Without repetition: $\frac{n!}{r!(n-r)!}$
With repetition: $\frac{(n+r-1)!}{r!(n-1)!}$

For convenience, I will refer to the former function as $C(n, r)$, and the latter as $Cr(n, r)$.

While doing this, I found something fascinating:

$$\lim_{a\to\infty} {Cr(a^2, a) \over C(a^2, a)} = e$$

Those who know Python can verify the correctness of my implementation of the functions:

def permutation_count(n, r, repetitions=False):
    """Returns the number of permutations of 'r' elements from a set of
    cardinality 'n'."""
    if repetitions:
        return n**r
    else:
        return reduce(lambda x, y: x * y, range(n, n - r, -1))

def combination_count(n, r, repetitions=False):
    """Returns the number of combinations of 'r' elements from a set of
    cardinality 'n'."""
    if repetitions:
        n = n + r - 1
    return permutation_count(n, r) // factorial(r)

# My function:
def f(a):
    return combination_count(a**2, a, True) / combination_count(a**2, a, False)

I observed the above result by simply evaluating this function for increasingly large integer values. I will send any who request it a text file containing the results of the function for said values.

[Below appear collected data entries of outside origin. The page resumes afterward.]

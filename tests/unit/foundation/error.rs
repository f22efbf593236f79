use super::*;

#[test]
fn display_prefixes_are_stable() {
    assert!(
        BorderlineError::validation("x")
            .to_string()
            .contains("validation error:")
    );
    assert!(
        BorderlineError::storage("x")
            .to_string()
            .contains("storage error:")
    );
    assert!(
        BorderlineError::serde("x")
            .to_string()
            .contains("serialization error:")
    );
}

#[test]
fn other_preserves_source() {
    let base = std::io::Error::other("boom");
    let err = BorderlineError::Other(anyhow::Error::new(base));
    assert!(err.to_string().contains("boom"));
}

I posted this here for these reasons:
1. There's the possibility, however small, that I am the first to discover this equation.
2. I enjoy math and I'm fairly knowledgeable regarding it, but I'm definitely not an expert, and I have no idea what the significance of this discovery is. Someone more knowledgeable than myself might consider it trivial, as it may logically proceed from some known mathematical property.
3. If this discovery is in fact significant, it could be useful to those more knowledgeable than myself. I would also like to understand why it is significant, in that case.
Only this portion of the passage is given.